Menschliches Review bleibt eine der wirksamsten Verteidigungslinien gegen bösartige Code-Injection. Branch-Protection-Regeln sollten die Genehmigung durch benannte Reviewer vor der Ausführung von Code aus Pull Requests verlangen, direkte Pushes auf geschützte Branches mit CI/CD-Konfigurationen verbieten und Status Checks vor dem Merge erzwingen.

GitHubs pull_request_target-Trigger, der Fork-Pull-Requests erhöhte Berechtigungen einräumt, sollte nur mit expliziten Schutzmaßnahmen verwendet werden. Der sicherere pull_request-Trigger läuft mit eingeschränkten Berechtigungen im Kontext des geforkten Branches.

Secrets Management und Least Privilege

Moderne CI/CD-Systeme sollten zeitlich begrenzte Identitäten pro Lauf statt langlebiger Zugangsdaten verwenden. OIDC ermöglicht die dynamische Generierung von Zugangsdaten ohne deren Speicherung. Jede Pipeline sollte nur auf die Zugangsdaten zugreifen, die für ihren spezifischen Zweck erforderlich sind, mit den minimal notwendigen Rechten. Das begrenzt den Schaden, wenn eine Pipeline kompromittiert wird.

Überwachung und Erkennung

Sicherheitstransparenz muss sich bis in CI/CD-Pipelines erstrecken. Das umfasst die Überwachung von Prozessausführung, Netzwerkverbindungen und Dateioperationen innerhalb von Runnern. Ausgehende Netzwerkverbindungen sollten überwacht und eingeschränkt werden, um Datenexfiltration zu verhindern. Umfassende Audit-Logs aller Pipeline-Aktivitäten sind ebenso unverzichtbar wie die Erkennung von Anomalien: unerwarteter Zugriff auf Secrets, modifizierte Artefakte oder ungewöhnliche Ausführungszeiten.

Geteilte Verantwortung

Sicherheit ist nicht allein Aufgabe derer, die ein Werkzeug entwickeln. Wer es einsetzt, trägt einen Teil der Verantwortung für Sicherheit selbst. Für die CI/CD-Pipeline zieht die Security Policy von PHPUnit diese Linie ausdrücklich:

Protecting the pipeline is the responsibility of the operator of the pipeline: limit which events trigger workflows, require review before workflows run on contributions from outside collaborators, isolate jobs that run untrusted code, and do not expose secrets to such jobs.

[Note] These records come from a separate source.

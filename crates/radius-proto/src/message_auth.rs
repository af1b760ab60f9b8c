//! Message-Authenticator (RFC 2869 Section 5.14, RFC 3579 Section 3.2)
//!
//! HMAC-MD5 keyed with the shared secret, computed over the whole packet
//! with the Message-Authenticator value zeroed. Required on every packet
//! carrying EAP-Message.

use crate::attributes::AttributeType;
use hmac::{Hmac, Mac};
use md5_digest::Md5;

type HmacMd5 = Hmac<Md5>;

/// HMAC-MD5 of `packet_bytes`, which must already hold zeros in the
/// Message-Authenticator value.
pub fn calculate_message_authenticator(packet_bytes: &[u8], secret: &[u8]) -> [u8; 16] {
    let mut mac = HmacMd5::new_from_slice(secret).expect("HMAC can take key of any size");
    mac.update(packet_bytes);

    let mut output = [0u8; 16];
    output.copy_from_slice(&mac.finalize().into_bytes());
    output
}

/// Verify the 16 bytes at `message_auth_offset` against the rest of the packet
pub fn verify_message_authenticator(
    packet_bytes: &[u8],
    secret: &[u8],
    message_auth_offset: usize,
) -> bool {
    if message_auth_offset + 16 > packet_bytes.len() {
        return false;
    }

    let mut zeroed = packet_bytes.to_vec();
    zeroed[message_auth_offset..message_auth_offset + 16].fill(0);
    let expected = calculate_message_authenticator(&zeroed, secret);

    let received = &packet_bytes[message_auth_offset..message_auth_offset + 16];
    received
        .iter()
        .zip(expected.iter())
        .fold(0u8, |acc, (a, b)| acc | (a ^ b))
        == 0
}

/// Offset of the Message-Authenticator value in a raw packet, if present
/// and well-formed.
pub fn find_message_authenticator(packet_bytes: &[u8]) -> Option<usize> {
    if packet_bytes.len() < 20 {
        return None;
    }
    let length = (u16::from_be_bytes([packet_bytes[2], packet_bytes[3]]) as usize)
        .min(packet_bytes.len());

    let mut offset = 20;
    while offset + 2 <= length {
        let attr_type = packet_bytes[offset];
        let attr_len = packet_bytes[offset + 1] as usize;
        if attr_len < 2 || offset + attr_len > length {
            return None;
        }
        if attr_type == AttributeType::MessageAuthenticator.as_u8() {
            return (attr_len == 18).then_some(offset + 2);
        }
        offset += attr_len;
    }
    None
}

/// Verify a received request. `None` when the packet has no
/// Message-Authenticator.
pub fn verify_request_message_authenticator(packet_bytes: &[u8], secret: &[u8]) -> Option<bool> {
    let offset = find_message_authenticator(packet_bytes)?;
    let length = (u16::from_be_bytes([packet_bytes[2], packet_bytes[3]]) as usize)
        .min(packet_bytes.len());
    Some(verify_message_authenticator(&packet_bytes[..length], secret, offset))
}

#[cfg(test)]
mod tests {
    use super::*;
    use crate::attributes::Attribute;
    use crate::packet::{Code, Packet};

    fn signed_request(secret: &[u8]) -> Vec<u8> {
        let mut packet = Packet::new(Code::AccessRequest, 1, [5u8; 16]);
        packet.add_attribute(Attribute::string(1, "alice").unwrap());
        packet.add_attribute(Attribute::new(80, vec![0u8; 16]).unwrap());
        let mut bytes = packet.encode().unwrap();
        let offset = find_message_authenticator(&bytes).unwrap();
        let mac = calculate_message_authenticator(&bytes, secret);
        bytes[offset..offset + 16].copy_from_slice(&mac);
        bytes
    }

    #[test]
    fn test_message_authenticator_different_secrets() {
        let packet = vec![0u8; 20];
        assert_ne!(
            calculate_message_authenticator(&packet, b"secret1"),
            calculate_message_authenticator(&packet, b"secret2")
        );
    }

    #[test]
    fn test_find_message_authenticator() {
        let bytes = signed_request(b"nastest");
        // header 20, User-Name 7, then type/len
        assert_eq!(find_message_authenticator(&bytes), Some(29));
        assert_eq!(find_message_authenticator(&bytes[..20]), None);
    }

    #[test]
    fn test_verify_request() {
        let bytes = signed_request(b"nastest");
        assert_eq!(verify_request_message_authenticator(&bytes, b"nastest"), Some(true));
        assert_eq!(verify_request_message_authenticator(&bytes, b"other"), Some(false));

        let mut tampered = bytes.clone();
        tampered[22] ^= 0x01;
        assert_eq!(verify_request_message_authenticator(&tampered, b"nastest"), Some(false));
    }

    #[test]
    fn test_verify_request_without_attribute() {
        let bytes = Packet::new(Code::AccessRequest, 1, [0u8; 16]).encode().unwrap();
        assert_eq!(verify_request_message_authenticator(&bytes, b"nastest"), None);
    }

    #[test]
    fn test_verify_message_authenticator_out_of_bounds() {
        assert!(!verify_message_authenticator(&[0u8; 20], b"testing123", 100));
    }
}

Tool-Maintainer tragen die Verantwortung für eine sichere Implementierung innerhalb ihres Wirkungsbereichs. Sie sollten Schwachstellen beheben, klare Dokumentation über betriebliche Grenzen bereitstellen und Schutzmaßnahmen implementieren, wo es machbar ist.

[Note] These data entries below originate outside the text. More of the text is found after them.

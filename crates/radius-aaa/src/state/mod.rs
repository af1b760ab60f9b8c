//! EAP negotiation state
//!
//! An [`EapState`] lives from the moment a challenge is issued until the
//! response that consumes it has been verified. It is keyed by the opaque
//! token the server puts in the RADIUS State attribute.
//!
//! Two stores ship with the crate:
//!
//! - [`MemoryEapStateStore`]: one mutex-guarded map, entries cloned in and
//!   out, expired by TTL
//! - [`BackendEapStateStore`]: JSON over any [`StateBackend`] key-value
//!   store, so state can live outside the process
//!
//! ```rust
//! use radius_aaa::state::{EapState, EapStateStore, MemoryEapStateStore};
//! use std::time::Duration;
//!
//! # async fn example() -> Result<(), radius_aaa::state::StateError> {
//! let store = MemoryEapStateStore::new(Duration::from_secs(60));
//! store.set_state("token", EapState::new("alice", "eap-md5")).await?;
//! let state = store.get_state("token").await?;
//! assert_eq!(state.username, "alice");
//! # Ok(())
//! # }
//! ```

pub mod config;
pub mod eap_store;
pub mod error;
pub mod memory;

pub use config::{EapStoreKind, StateConfig};
pub use eap_store::{BackendEapStateStore, MemoryEapStateStore};
pub use error::StateError;
pub use memory::MemoryStateBackend;

use async_trait::async_trait;
use serde::{Deserialize, Serialize};
use std::collections::HashMap;
use std::sync::Arc;
use std::time::Duration;

/// In-flight negotiation context for one EAP round trip
#[derive(Debug, Clone, Default, PartialEq, Eq, Serialize, Deserialize)]
pub struct EapState {
    pub username: String,
    /// Configured method name, e.g. `eap-md5`
    pub method: String,
    /// Challenge bytes sent to the peer
    pub challenge: Vec<u8>,
    /// Method-specific carry-over, e.g. the MS-CHAPv2 identifier
    #[serde(default)]
    pub data: HashMap<String, String>,
}

impl EapState {
    pub fn new(username: impl Into<String>, method: impl Into<String>) -> Self {
        Self {
            username: username.into(),
            method: method.into(),
            ..Default::default()
        }
    }
}

/// Token → [`EapState`] storage.
///
/// Implementations hand out owned copies: mutating a returned state has no
/// effect until it is written back with `set_state`.
#[async_trait]
pub trait EapStateStore: Send + Sync {
    /// `StateError::NotFound` when the token is unknown or expired
    async fn get_state(&self, token: &str) -> Result<EapState, StateError>;

    async fn set_state(&self, token: &str, state: EapState) -> Result<(), StateError>;

    /// Deleting an unknown token is not an error
    async fn delete_state(&self, token: &str) -> Result<(), StateError>;

    /// Drop expired entries, returning how many were removed
    async fn sweep_expired(&self) -> usize {
        0
    }
}

/// Raw key-value backend with per-key TTL
#[async_trait]
pub trait StateBackend: Send + Sync {
    /// `Ok(None)` if the key is missing or expired
    async fn get(&self, key: &str) -> Result<Option<Vec<u8>>, StateError>;

    async fn set(&self, key: &str, value: &[u8], ttl: Option<Duration>) -> Result<(), StateError>;

    async fn delete(&self, key: &str) -> Result<(), StateError>;

    /// Remove expired keys, returning how many were removed
    async fn cleanup_expired(&self) -> usize;
}

/// Build the store selected by configuration
pub fn build_store(config: &StateConfig) -> Arc<dyn EapStateStore> {
    let ttl = Duration::from_secs(config.ttl_secs);
    match config.kind {
        EapStoreKind::Memory => Arc::new(MemoryEapStateStore::new(ttl)),
        EapStoreKind::KeyValue => Arc::new(BackendEapStateStore::new(
            Arc::new(MemoryStateBackend::new()),
            ttl,
        )),
    }
}

/// Periodically sweep expired state so abandoned negotiations do not pile up
pub fn spawn_sweeper(
    store: Arc<dyn EapStateStore>,
    every: Duration,
) -> tokio::task::JoinHandle<()> {
    tokio::spawn(async move {
        let mut interval = tokio::time::interval(every);
        interval.set_missed_tick_behavior(tokio::time::MissedTickBehavior::Delay);
        loop {
            interval.tick().await;
            let removed = store.sweep_expired().await;
            if removed > 0 {
                tracing::debug!(removed, "Swept expired EAP state");
            }
        }
    })
}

Aber Tool-Maintainer können nicht absichern, was sie nicht kontrollieren. Sie können keine Richtlinien für Code Reviews in deiner Organisation durchsetzen, deine CI/CD-Runner nicht isolieren und keine Least-Privilege-Zugriffskontrollen für deine Pipelines einrichten. Und sie können dich nicht daran hindern, Entwicklungswerkzeuge in Produktionsumgebungen bereitzustellen.

Wer diese Grenzen anerkennt, kann Verteidigung in der Tiefe über sie hinweg aufbauen. Verwende ephemere Runner, um die Exposition zu begrenzen. Verlange Code Reviews, bevor nicht vertrauenswürdiger Code ausgeführt wird. Implementiere Secrets Management mit zeitlich begrenzten Zugangsdaten. Überwache Pipeline-Aktivitäten auf Anomalien. Stelle niemals Entwicklungswerkzeuge in der Produktionsumgebung bereit.

Und vor allem: Entferne Branches, die nicht mehr gebraucht werden. Denn die sicherste Tür ist die, die nie eingebaut wurde.